Via capacitor C4 (C104) and resistor R16 (R116) the signal now reaches the control grid of valve B1' (B11') of the pre-amplifier and is subsequently amplified by two stages: in this case as well the output is a cathode-follower stage.
The RC network consisting of R94-C40 and R25 (R194-C140 and R125) constitutes a negative feedback to the cathode potential of valve B1' (B11'), on account of which the frequency-response curve is corrected.
On the low side of this curve the filter represents a higher impedance than on the high side.
The common mode rejection is adjusted by means of resistors R99 and R58. The grid bias is symmetrically adjusted by means of R99, while the decoupling is adjusted by R58.
The third attenuator determines which voltage range. 3 mV or 10 mV, will be used by switching over the resistors R26 and R27 (R126 and R127).
The amplified signal is applied to the control grid of value B3' (B13') of the output amplifier via capacitors C9 (C109) and resistors R35 (R135).

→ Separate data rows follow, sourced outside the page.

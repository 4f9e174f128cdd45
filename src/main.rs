use std::sync::Arc;
use tracing_subscriber::EnvFilter;

use telemetry_query::api;
use telemetry_query::infra::config::Settings;
use telemetry_query::infra::db_external::DynamicBackend;
use telemetry_query::state::AppState;

#[tokio::main]
async fn main() -> anyhow::Result<()> {
    dotenvy::dotenv().ok();
    tracing_subscriber::fmt()
        .with_env_filter(EnvFilter::try_from_default_env().unwrap_or_else(|_| EnvFilter::new("info")))
        .init();

    let settings = Settings::from_env()?;
    let bind_addr = settings.bind_addr.clone();
    let state = Arc::new(AppState::new(settings));
    if let DynamicBackend::Unconfigured { reason } = &state.backend {
        tracing::warn!("数据库未配置，执行请求将失败: {}", reason);
    }

    let app = api::router(state);

    let listener = tokio::net::TcpListener::bind(&bind_addr).await?;
    println!("🚀 Telemetry Query 运行在 http://{}", listener.local_addr()?);
    axum::serve(listener, app).await?;
    Ok(())
}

The two following stages then amplify the signal which is then given a low impedance by cathode-follower B4' (B14') and applied to the Graetz rectifier GR1...GR4.
Electrical zero adjustment is effected by adjusting the control-grid voltages of the valves B3' and B13' symmetrically by means of potentiometer R31 ("0" on the text plate).

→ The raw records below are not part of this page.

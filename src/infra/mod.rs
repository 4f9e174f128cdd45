pub mod backend;
pub mod config;
pub mod db_external;
pub mod probe;
pub mod rows;
pub mod sink;
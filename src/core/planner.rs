use serde::Serialize;

use crate::infra::config::{DEFAULT_MEMORY_SAFETY_MARGIN, DEFAULT_TARGET_CHUNK_COUNT};

/// 每个值的估算字节数（粗略启发值，不是精确统计）
pub const BYTES_PER_VALUE: u64 = 24;

#[derive(Debug, Clone, Copy, PartialEq, Eq, Serialize)]
pub enum Strategy {
    InMemory,
    DiskStream,
}

#[derive(Debug, Clone, Copy, PartialEq, Eq, Serialize)]
pub struct ChunkPlan {
    pub total_rows: u64,
    pub chunk_size: u64,
    pub strategy: Strategy,
}

impl ChunkPlan {
    pub fn chunk_count(&self) -> u64 {
        self.total_rows.div_ceil(self.chunk_size)
    }
}

pub fn row_byte_estimate(column_count: usize) -> u64 {
    column_count as u64 * BYTES_PER_VALUE
}

/// 根据总行数和实时内存余量决定分块大小与执行策略，不做任何 I/O
#[derive(Debug, Clone, Copy)]
pub struct ChunkPlanner {
    pub target_chunk_count: u64,
    pub memory_safety_margin: f64,
}

impl Default for ChunkPlanner {
    fn default() -> Self {
        Self {
            target_chunk_count: DEFAULT_TARGET_CHUNK_COUNT,
            memory_safety_margin: DEFAULT_MEMORY_SAFETY_MARGIN,
        }
    }
}

impl ChunkPlanner {
    pub fn new(target_chunk_count: u64, memory_safety_margin: f64) -> Self {
        Self {
            target_chunk_count,
            memory_safety_margin,
        }
    }

    pub fn plan(&self, total_rows: u64, available_memory_bytes: u64, row_byte_estimate: u64) -> ChunkPlan {
        let target = self.target_chunk_count.max(1);
        let chunk_size = if total_rows <= target {
            total_rows
        } else {
            total_rows / target
        }
        .max(1);

        let estimated_chunk_bytes = chunk_size.saturating_mul(row_byte_estimate);
        let strategy =
            if estimated_chunk_bytes as f64 > self.memory_safety_margin * available_memory_bytes as f64 {
                Strategy::DiskStream
            } else {
                Strategy::InMemory
            };

        ChunkPlan {
            total_rows,
            chunk_size,
            strategy,
        }
    }
}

The sensitivity of the indication and of the amplification is determined by the value of potentiometer R37 in the cathode lead of values B3' and B13'.

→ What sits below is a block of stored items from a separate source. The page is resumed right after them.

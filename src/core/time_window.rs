use chrono::NaiveDateTime;
use serde::Serialize;

#[derive(Debug, Clone, Copy, PartialEq, Eq, Serialize)]
pub enum WindowState {
    Unvalidated,
    Valid,
    InvalidOrder,
    WindowTooLarge,
}

impl WindowState {
    /// 界面按钮上的提示文字
    pub fn label(self) -> &'static str {
        match self {
            WindowState::Unvalidated => "Validate Dates",
            WindowState::Valid => "Times Valid",
            WindowState::InvalidOrder => "Invalid Times",
            WindowState::WindowTooLarge => "Time Window Too Large",
        }
    }
}

/// 时间窗口状态机：只有显式调用 `validate` 才会迁移状态，不会自动重置
#[derive(Debug, Clone, PartialEq, Serialize)]
pub struct TimeWindow {
    start: Option<NaiveDateTime>,
    end: Option<NaiveDateTime>,
    max_span_days: i64,
    state: WindowState,
}

impl TimeWindow {
    pub fn new(max_span_days: i64) -> Self {
        Self {
            start: None,
            end: None,
            max_span_days,
            state: WindowState::Unvalidated,
        }
    }

    pub fn validate(&mut self, start: NaiveDateTime, end: NaiveDateTime) -> WindowState {
        self.start = Some(start);
        self.end = Some(end);
        self.state = if start >= end {
            WindowState::InvalidOrder
        } else if (end - start).num_days() > self.max_span_days {
            WindowState::WindowTooLarge
        } else {
            WindowState::Valid
        };
        self.state
    }

    pub fn state(&self) -> WindowState {
        self.state
    }

    pub fn is_valid(&self) -> bool {
        self.state == WindowState::Valid
    }

    pub fn max_span_days(&self) -> i64 {
        self.max_span_days
    }

    /// 只有状态为 Valid 时才返回起止时间
    pub fn bounds(&self) -> Option<(NaiveDateTime, NaiveDateTime)> {
        match (self.state, self.start, self.end) {
            (WindowState::Valid, Some(start), Some(end)) => Some((start, end)),
            _ => None,
        }
    }
}

#[cfg(test)]
mod tests {
    use super::*;
    use chrono::NaiveDate;

    fn day(y: i32, m: u32, d: u32) -> NaiveDateTime {
        NaiveDate::from_ymd_opt(y, m, d).unwrap().and_hms_opt(0, 0, 0).unwrap()
    }

    #[test]
    fn starts_unvalidated() {
        let window = TimeWindow::new(31);
        assert_eq!(window.state(), WindowState::Unvalidated);
        assert!(window.bounds().is_none());
    }

    #[test]
    fn validate_transitions() {
        let mut window = TimeWindow::new(31);
        assert_eq!(window.validate(day(2024, 1, 10), day(2024, 1, 1)), WindowState::InvalidOrder);
        assert_eq!(window.validate(day(2024, 1, 1), day(2024, 3, 1)), WindowState::WindowTooLarge);
        assert_eq!(window.validate(day(2024, 1, 1), day(2024, 1, 10)), WindowState::Valid);
        assert_eq!(window.bounds(), Some((day(2024, 1, 1), day(2024, 1, 10))));
    }

    #[test]
    fn equal_bounds_are_invalid_order() {
        let mut window = TimeWindow::new(31);
        assert_eq!(window.validate(day(2024, 1, 1), day(2024, 1, 1)), WindowState::InvalidOrder);
    }

    #[test]
    fn span_counts_whole_days_only() {
        let mut window = TimeWindow::new(5);
        let start = day(2024, 1, 1);
        let end = day(2024, 1, 6) + chrono::Duration::hours(23);
        // 5 天 23 小时按整天计为 5 天
        assert_eq!(window.validate(start, end), WindowState::Valid);
        assert_eq!(window.validate(start, day(2024, 1, 7)), WindowState::WindowTooLarge);
    }

    #[test]
    fn later_validation_overwrites_state() {
        let mut window = TimeWindow::new(31);
        window.validate(day(2024, 1, 1), day(2024, 1, 10));
        assert!(window.is_valid());
        window.validate(day(2024, 2, 1), day(2024, 1, 10));
        assert_eq!(window.state(), WindowState::InvalidOrder);
        assert!(window.bounds().is_none());
    }
}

The frequency-response curve is adjusted at high frequencies by means of trimmer C11 (C111).
The r.m.s.-value rectification is effected by a network consisting of a special circuit of diodes and resistors (Fig. 6). The special properties of this network ensure that the current flowing through the indicating meter is proportional to the square of the voltage under test.
This quadratic function corresponds to a parabolic curve. In this way it is ensured that for indicating the r.m.s. value the scale of the meter can be calibrated almost linearly.
To explain the r.m.s.-value rectification the mode of operation of the diode circuit will first be described in detail.
Fig. 7 shows the current/voltage characteristics for average-value rectification (A), peak-value rectification (B) and r.m.s.-value rectification (C). The uninterrupted line always indicates the practical value and the dotted line the theoretical value.
Fig. 6. Quadratic network
Fig. 7. Current-voltage characteristic
These figures reveal that the curve is parabolic for the r.m.s.value rectification and represents a value between the average and peak values. As with a parabola the proportion differs in all points. r.m.s.-value rectification cannot be achieved with a linear circuit. For practical purposes the test circuit must be arranged so that the current flowing through the instrument corresponds as accurately as possible to the parabolic curve, so that it is proportional to the square of the voltage.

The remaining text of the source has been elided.